İlk kez pole pozisyonundan başlayacağım için heyecanlıyım. Aracımı “hafif yağış” ifadelerine güvenerek risk alıp slick lastikler ile donattım. Fakat o da ne? Pist üzerinde şakır şakır bir yağış var.
F1 24’te yeni bir start sistemi var ve bu sistem sizi daha dikkatli olmaya itiyor. Doğru zamanda kalkamazsanız, kendinizi yerinizde patinaj atarken buluyorsunuz. Tabii pist oldukça ıslak olduğu için ben de kendimi bu pozisyonda buldum.
Dışarıyı kapatmaya çalışırken, rakiplerin bana yaklaşamadığını görünce şaşırdım. Sonra yavaşça sol üstteki telemetri verilerine baktığımda herkesin yumuşak hamur taktığını gördüm. Hızlıca pite girip lastiklerimi mavi renkli ıslaklar ile değiştirdiğimde, en yakın rakibime 7 saniye fark atarak ilk galibiyetime ulaştım.
Demem o ki, yapay zekada ilginç bir “ahrazlık” var F1 24’te. Saçma sapan hamleler yapmasının yanı sıra, 2017 Singapur GP’sindeki Max Verstappen gibi anlamsız hareketler yapabiliyor. Bu arada kariyer modunda Verstappen’in pace’ine ulaşmak, en azından güncellemeler gelmeden, imkansız.

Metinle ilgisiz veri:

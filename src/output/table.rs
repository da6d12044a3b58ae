use std::borrow::Cow;

use comfy_table::{Table, presets::ASCII_BORDERS_ONLY_CONDENSED};

use super::Listing;

/// Maximum width for free-text columns
const MAX_TEXT_COLUMN_WIDTH: usize = 80;

/// Columns that should have width limits in table mode
const WIDE_COLUMNS: &[&str] = &["error"];

/// Truncate a string to max_len chars, adding "..." if truncated
fn truncate_value(s: &str, max_len: usize) -> Cow<'_, str> {
    if s.chars().count() <= max_len {
        Cow::Borrowed(s)
    } else {
        let truncated: String = s.chars().take(max_len.saturating_sub(3)).collect();
        Cow::Owned(format!("{}...", truncated))
    }
}

pub struct TableFormatter;

impl TableFormatter {
    pub fn format(listing: &Listing, no_headers: bool) -> String {
        if listing.rows.is_empty() {
            return "(0 clusters)".to_string();
        }

        let mut table = Table::new();
        table.load_preset(ASCII_BORDERS_ONLY_CONDENSED);

        let truncate: Vec<bool> = listing
            .columns
            .iter()
            .map(|col| WIDE_COLUMNS.contains(&col.as_str()))
            .collect();

        if !no_headers {
            table.set_header(&listing.columns);
        }

        for row in &listing.rows {
            let cells: Vec<Cow<'_, str>> = row
                .iter()
                .enumerate()
                .map(|(idx, val)| {
                    if truncate.get(idx).copied().unwrap_or(false) {
                        truncate_value(val, MAX_TEXT_COLUMN_WIDTH)
                    } else {
                        Cow::Borrowed(val.as_str())
                    }
                })
                .collect();
            table.add_row(cells);
        }

        format!("{}\n({} clusters)", table, listing.rows.len())
    }
}

#[cfg(test)]
mod tests {
    use super::*;

    #[test]
    fn test_truncate_value_short() {
        let result = truncate_value("hello", 10);
        assert_eq!(result, "hello");
        assert!(matches!(result, Cow::Borrowed(_)));
    }

    #[test]
    fn test_truncate_value_too_long() {
        let result = truncate_value("this is a very long string that needs truncation", 20);
        assert!(result.ends_with("..."));
        assert_eq!(result.chars().count(), 20);
        assert!(matches!(result, Cow::Owned(_)));
    }

    #[test]
    fn test_truncate_value_unicode() {
        let result = truncate_value("集群连接失败集群连接失败集群连接失败", 8);
        assert!(result.chars().count() <= 8);
        assert!(result.ends_with("..."));
    }

    #[test]
    fn test_error_column_truncated() {
        let mut listing = Listing::new(&["cluster", "error"]);
        listing.push(vec!["c1".to_string(), "x".repeat(120)]);
        let output = TableFormatter::format(&listing, false);
        assert!(!output.contains(&"x".repeat(120)));
        assert!(output.contains("..."));
        assert!(output.ends_with("(1 clusters)"));
    }

    #[test]
    fn test_other_columns_untouched() {
        let mut listing = Listing::new(&["cluster", "api_server"]);
        listing.push(vec!["c1".to_string(), "h".repeat(120)]);
        let output = TableFormatter::format(&listing, false);
        assert!(output.contains(&"h".repeat(120)));
    }

    #[test]
    fn test_empty_listing() {
        let listing = Listing::new(&["cluster"]);
        assert_eq!(TableFormatter::format(&listing, false), "(0 clusters)");
    }
}
// Copyright (c) 2025 Nikolay Denev <ndenev@gmail.com>
// SPDX-License-Identifier: BSD-3-Clause

mod args;

pub use args::{Args, Command, OutputFormat};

Özelleştirme seçenekleri de hiç olmadığı kadar yetersiz. Sadece kendi karakterinizi değil, takımınızı oluştururken bile seçenekleriniz çok kısıtlı. Kasklar üzerindeki grafikler, livery tasarımları vs. bana oldukça az geldi. Bazı kozmetikleri açmak için de Podium Pass almanız gerekiyor.
Teknik Sorunlar
Bahsettiğim bu yapay zeka sorunlarının bir kısmı, bayram esnasında gelen 6GB büyüklükteki bir güncelleme ile dengelendi sayılır. Örneği araçlar daha iyi hissettiriyor, yapay zeka da anlamsız dive bomb’lar yapmıyor. Yine de bu sorunların hala kendini gösterdiğini söyleyeyim. Sadece şiddetleri azalmış durumda.
Daha ilginç olan ise bu güncelleme ile optimizasyonun yerlere inmiş olması. 3070’li bilgisayarımda en yüksek ayarlarda sorun yaşamadan 40 saat kadar oynadığım oyun, güncellemenin ardından ciddi FPS düşüşleri ve takılmalar yaşatmaya başladı. Bunun da kısa sürede düzeleceğini umut ediyorum.
Grafikler demişken yine oyunun genel anlamda güzel göründüğünü söyleyeyim. Fakat artık motor yaşını ciddi anlamda gösteriyor. Özellikle yarışçıların tipleri, PES 6’daki Ordaz’a falan benziyor hala. İlerleme var ama yani… Kendiniz bakın…
Velhasıl, F1 24 geçtiğimiz yılın oyununun teknik anlamda bir basamak üste çıkmış versiyonu. Eğer elinizde F1 23 varsa, 2.300 liraya yeni oyunu almak için sabırsızlanmayın derim. İndirim yakalarsanız, yeni oyunu kaçırmayın.